Its rediculous, Jody, Contact your Senator and State Represenative and let them know how you feel!!!!


----------



## discounthunter (Mar 7, 2006)

im not surprised.although it sucks to loose public land.i know in one of the forums it was discussed about the sale of federal land(public?).did you honestly think they would sell barren fields in south dakota or prime potential realestate ?this is the feds we are talking about,is all about money .


----------



## Buckerama (Mar 7, 2006)

Start a petition and get enough votes and they could get it to pass thats what they did with the Ocmulgee petition but never could get enough signitures its just a thought?


----------



## raghorn (Mar 7, 2006)

It's another nail in the coffin for our hunting heritage.


----------



## WSB (Mar 7, 2006)

It's sad, but you know this is just the start. When it's sold they will just sell more and more. We are having to deal with our leases going up and one day soon the average hunter like me won't be able to afford to lease and now they are going to start selling our public land. We can contact our congressmen and senators but I figure they are going to do what they want anyway, when have they ever listened to what us hunters want?


----------



## Jody Hawk (Mar 7, 2006)

I don't even think that I'll ever introduce another child to hunting. Why introduce them to something and then have it taken from them in their lifetime because the price to hunt made it unaffordable to them. It's gonna be over and done for the "common man" anyway in less than hundred years or so in these parts. This government land was something that I took for granted that would always be there. I never realized that our government was in the realstate business.


----------



## General Lee (Mar 7, 2006)

I think it's a good thing.It generates revenue for the Government and puts the land on the tax registers where whoever buys it will be paying taxes.The Government shouldn't be in the land business......


----------



## Vapor 300 (Mar 7, 2006)

This is the same thing they did in Florida 10 years ago. They buy up property ,Then call it a National Forest . Then it goes for years and all is OK . Then they cut it off to you and the only folks that will be able to use it will be them. Check it out in the Everglades . They burn us out of our camp and brought up all around us . We still own one acres but it is land locked . They win.........


----------



## Son (Mar 7, 2006)

*Sell the public land?*

I'm not surprised. Because I remember when social security began. Our government promised SS would never be used to to keep track of anybody. Let them go sell some of those large private Texas ranches if they need money. I'm sure the donation would be well received in the general fund.


----------



## Augie (Mar 7, 2006)

I used to love hunting some of the Fl WMA's, I knew a lot of them them by heart. Then the state won't put up what the private clubs offer the owners and the state loses it.
I've seen so many nice wma's go to private clubs, it's all about the money.
I'm all for fighting state and federal public lands being sold, because even if it generates money for the state, it's liquid and will dissappear.


----------



## raghorn (Mar 7, 2006)

Jody Hawk said:
			
		

> I don't even think that I'll ever introduce another child to hunting. Why introduce them to something and then have it taken from them in their lifetime because the price to hunt made it unaffordable to them. It's gonna be over and done for the "common man" anyway in less than hundred years or so in these parts. This government land was something that I took for granted that would always be there. I never realized that our government was in the realstate business.

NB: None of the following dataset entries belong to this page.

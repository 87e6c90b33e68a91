//! In-memory directory and logging setup shared by the unit tests.

use std::{
    collections::HashMap,
    sync::{
        atomic::{AtomicU64, Ordering},
        Mutex,
    },
    time::Duration,
};

use async_trait::async_trait;
use shared::{
    domain::{UserDraft, UserId, UserRecord},
    error::ApiErrorBody,
    protocol::{DeleteAllResponse, ImportResponse},
};
use tracing_subscriber::EnvFilter;

use crate::directory::{DirectoryApi, DirectoryError, ImportFile};

pub(crate) fn init_tracing() {
    let _ = tracing_subscriber::fmt()
        .with_env_filter(EnvFilter::from_default_env())
        .with_test_writer()
        .try_init();
}

pub(crate) fn user(id: &str, name: &str, email: &str, mobile: &str) -> UserRecord {
    UserRecord {
        id: UserId::from(id),
        name: name.into(),
        email: email.into(),
        mobile: mobile.into(),
    }
}

pub(crate) fn draft(name: &str, email: &str, mobile: &str) -> UserDraft {
    UserDraft {
        name: name.into(),
        email: email.into(),
        mobile: mobile.into(),
    }
}

#[derive(Debug, Clone, PartialEq, Eq)]
pub(crate) enum Call {
    List,
    Create(UserDraft),
    Update(UserId, UserDraft),
    Delete(UserId),
    DeleteAll,
    Search(String),
    Import(String),
}

#[derive(Debug, Clone, Copy, PartialEq, Eq, Hash)]
pub(crate) enum Op {
    List,
    Create,
    Update,
    Delete,
    DeleteAll,
    Search,
    Import,
}

#[derive(Debug, Clone)]
pub(crate) enum Failure {
    Rejected(u16, ApiErrorBody),
    Unreadable,
}

impl Failure {
    fn to_error(&self) -> DirectoryError {
        match self {
            Failure::Rejected(status, body) => DirectoryError::Rejected {
                status: *status,
                body: body.clone(),
            },
            Failure::Unreadable => DirectoryError::Decode("unexpected end of input".into()),
        }
    }
}

/// Directory double holding records in server order. Searches match the
/// query against names, case-insensitively.
#[derive(Default)]
pub(crate) struct FakeDirectory {
    users: Mutex<Vec<UserRecord>>,
    calls: Mutex<Vec<Call>>,
    failures: Mutex<HashMap<Op, Failure>>,
    search_delays: Mutex<HashMap<String, Duration>>,
    create_delay: Mutex<Option<Duration>>,
    next_id: AtomicU64,
}

impl FakeDirectory {
    pub(crate) fn with_users(users: Vec<UserRecord>) -> Self {
        let fake = Self::default();
        *fake.users.lock().expect("lock") = users;
        fake
    }

    pub(crate) fn fail(&self, op: Op, failure: Failure) {
        self.failures.lock().expect("lock").insert(op, failure);
    }

    pub(crate) fn reject(&self, op: Op, status: u16, body: ApiErrorBody) {
        self.fail(op, Failure::Rejected(status, body));
    }

    pub(crate) fn delay_search(&self, query: &str, delay: Duration) {
        self.search_delays
            .lock()
            .expect("lock")
            .insert(query.to_string(), delay);
    }

    pub(crate) fn delay_create(&self, delay: Duration) {
        *self.create_delay.lock().expect("lock") = Some(delay);
    }

    pub(crate) fn calls(&self) -> Vec<Call> {
        self.calls.lock().expect("lock").clone()
    }

    pub(crate) fn users(&self) -> Vec<UserRecord> {
        self.users.lock().expect("lock").clone()
    }

    fn record(&self, op: Op, call: Call) -> Result<(), DirectoryError> {
        self.calls.lock().expect("lock").push(call);
        match self.failures.lock().expect("lock").get(&op) {
            Some(failure) => Err(failure.to_error()),
            None => Ok(()),
        }
    }

    fn assign_id(&self) -> UserId {
        let n = self.next_id.fetch_add(1, Ordering::SeqCst) + 1;
        UserId(format!("new-{n}"))
    }
}

#[async_trait]
impl DirectoryApi for FakeDirectory {
    async fn list_users(&self) -> Result<Vec<UserRecord>, DirectoryError> {
        self.record(Op::List, Call::List)?;
        Ok(self.users())
    }

    async fn create_user(&self, draft: &UserDraft) -> Result<UserRecord, DirectoryError> {
        self.record(Op::Create, Call::Create(draft.clone()))?;
        let delay = *self.create_delay.lock().expect("lock");
        if let Some(delay) = delay {
            tokio::time::sleep(delay).await;
        }
        let record = UserRecord {
            id: self.assign_id(),
            name: draft.name.clone(),
            email: draft.email.clone(),
            mobile: draft.mobile.clone(),
        };
        self.users.lock().expect("lock").push(record.clone());
        Ok(record)
    }

    async fn update_user(
        &self,
        id: &UserId,
        draft: &UserDraft,
    ) -> Result<UserRecord, DirectoryError> {
        self.record(Op::Update, Call::Update(id.clone(), draft.clone()))?;
        let record = UserRecord {
            id: id.clone(),
            name: draft.name.clone(),
            email: draft.email.clone(),
            mobile: draft.mobile.clone(),
        };
        let mut users = self.users.lock().expect("lock");
        if let Some(existing) = users.iter_mut().find(|u| &u.id == id) {
            *existing = record.clone();
        }
        Ok(record)
    }

    async fn delete_user(&self, id: &UserId) -> Result<(), DirectoryError> {
        self.record(Op::Delete, Call::Delete(id.clone()))?;
        self.users.lock().expect("lock").retain(|u| &u.id != id);
        Ok(())
    }

    async fn delete_all_users(&self) -> Result<DeleteAllResponse, DirectoryError> {
        self.record(Op::DeleteAll, Call::DeleteAll)?;
        let mut users = self.users.lock().expect("lock");
        let deleted_count = users.len() as u64;
        users.clear();
        Ok(DeleteAllResponse { deleted_count })
    }

    async fn search_users(&self, query: &str) -> Result<Vec<UserRecord>, DirectoryError> {
        self.record(Op::Search, Call::Search(query.to_string()))?;
        let delay = self.search_delays.lock().expect("lock").get(query).copied();
        if let Some(delay) = delay {
            tokio::time::sleep(delay).await;
        }
        let needle = query.to_lowercase();
        Ok(self
            .users()
            .into_iter()
            .filter(|u| u.name.to_lowercase().contains(&needle))
            .collect())
    }

    async fn import_users(&self, file: &ImportFile) -> Result<ImportResponse, DirectoryError> {
        self.record(Op::Import, Call::Import(file.file_name.clone()))?;
        let drafts: Vec<UserDraft> = serde_json::from_slice(&file.bytes)
            .map_err(|e| DirectoryError::Decode(e.to_string()))?;
        let count = drafts.len() as u64;
        for draft in drafts {
            let record = UserRecord {
                id: self.assign_id(),
                name: draft.name,
                email: draft.email,
                mobile: draft.mobile,
            };
            self.users.lock().expect("lock").push(record);
        }
        Ok(ImportResponse { count })
    }
}

/// Lets spawned tasks that are ready to run make progress.
pub(crate) async fn settle() {
    for _ in 0..10 {
        tokio::task::yield_now().await;
    }
}
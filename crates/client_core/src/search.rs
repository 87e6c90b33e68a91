//! Debounces query edits into at most one lookup per settle window.

use std::{
    sync::{Arc, Mutex, MutexGuard, PoisonError},
    time::Duration,
};

use tracing::debug;

use crate::{pipeline::MutationPipeline, timer::TimerSlot};

#[derive(Debug, Default)]
struct SchedulerState {
    pending: TimerSlot,
    last_query: String,
}

#[derive(Clone)]
pub struct SearchScheduler {
    pipeline: MutationPipeline,
    debounce: Duration,
    state: Arc<Mutex<SchedulerState>>,
}

impl SearchScheduler {
    pub fn new(pipeline: MutationPipeline, debounce: Duration) -> Self {
        Self {
            pipeline,
            debounce,
            state: Arc::new(Mutex::new(SchedulerState::default())),
        }
    }

    /// Records `query` as the active query and restarts the settle window.
    /// When the window elapses untouched, an empty query lists the whole
    /// roster and anything else searches for it.
    pub async fn on_query_changed(&self, query: &str) {
        self.pipeline.store().set_active_query(query).await;

        let pipeline = self.pipeline.clone();
        let settled = query.to_string();
        let mut state = lock(&self.state);
        query.clone_into(&mut state.last_query);
        state.pending.start(self.debounce, move || {
            debug!(query = %settled, "search query settled");
            // The lookup outlives the timer.
            tokio::spawn(async move {
                let _ = pipeline.refresh_for_query(&settled).await;
            });
        });
        debug!(
            query,
            debounce_ms = self.debounce.as_millis() as u64,
            "search debounce restarted"
        );
    }

    pub fn last_query(&self) -> String {
        lock(&self.state).last_query.clone()
    }

    pub fn is_pending(&self) -> bool {
        lock(&self.state).pending.is_pending()
    }

    /// Drops a not-yet-fired lookup.
    pub fn cancel(&self) {
        lock(&self.state).pending.cancel();
    }

    /// Drops a not-yet-fired lookup and forgets the last query.
    pub fn reset(&self) {
        let mut state = lock(&self.state);
        state.pending.cancel();
        state.last_query.clear();
    }
}

fn lock<T>(mutex: &Mutex<T>) -> MutexGuard<'_, T> {
    mutex.lock().unwrap_or_else(PoisonError::into_inner)
}

#[cfg(test)]
#[path = "tests/search_tests.rs"]
mod tests;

That's the way I've felt for a while now, Jody. By my way of thinking and my gut feeling it would be unfair for me to encourage someone to take up the sport in the sad condition things are getting to be in. It depresses me to no end to see how things have changed in the last 15 years, or even 10 years. I personally will look for other things to do with my sons and grandsons for their sake even though I would love to hunt big game with them. We will probably hunt small game and fish for enjoyment in the near future.


----------



## deerslayer1988 (Mar 7, 2006)

Should have voted for Kerry, maybe the demorcrats wouldn't be trying to sell off all the federal land to help pay for some war we have know bussiness in anymore. Don't get me wrong I was there the first go around and didn't mind it but now it's time for a change. The goverment needs to put all these low life people that's on welfare that can work to work I don't mind paying for the elderly and the handycap but if you can work get your lazy self up off the couch and on your feet and get a job and help pay your own way.


----------



## discounthunter (Mar 7, 2006)

theres other ways to generate money other than selling wma's.the woods are also full of loud mouths.


----------



## General Lee (Mar 7, 2006)

I guess our different views on this can be traced to how we were raised.I was raised with no gov.owned land around us and 1 WMA not too far away.My folks owned 300 acres,grandpas on both sides owned land as well and we just never hunted gov land.The locals all hunted their own land or leased some and noone ever looked to the gov to furnish them hunting land.As far as introducing my son to hunting,if all I had was the sorry gov land hunting with all of it's red tape,I would just buy him golf clubs instead.......


----------



## raghorn (Mar 7, 2006)

THunter said:
			
		

> Please don't. The woods are too crowded as it is.
> 
> THunter


I surely hope that is an attempt at humor...........and to say sell it all  ( I assume because you are fortunate enough to own your own) would certainly not say much for character.


----------



## General Lee (Mar 7, 2006)

raghorn said:
			
		

> I surely hope that is an attempt at humor...........and to say sell it all  ( I assume because you are fortunate enough to own your own) would certainly not say much for character.


 I wouldn't bash the man because he took control of his own hunting destiny by purchasing land instead of waiting on the gov........


----------



## Jody Hawk (Mar 7, 2006)

Some folks here may have been fortunate enough to have family that owned land or had good jobs that provided them with means to pay for land. I'm just a common man working in a plant trying to put my daughter through private school and I don't have the money to travel out of state on these pay hunts. I do pay a $500 due to hunt 700 acres in Morgan County but alot of my hunting depends on having this public land to hunt.


----------



## General Lee (Mar 7, 2006)

Jody Hawk said:
			
		

> Some folks here may have been fortunate enough to have family that owned land or had good jobs that provided them with means to pay for land. I'm just a common man working in a plant trying to put my daughter through private school and I don't have the money to travel out of state on these pay hunts. I do pay a $500 due to hunt 700 acres in Morgan County but alot of my hunting depends on having this public land to hunt.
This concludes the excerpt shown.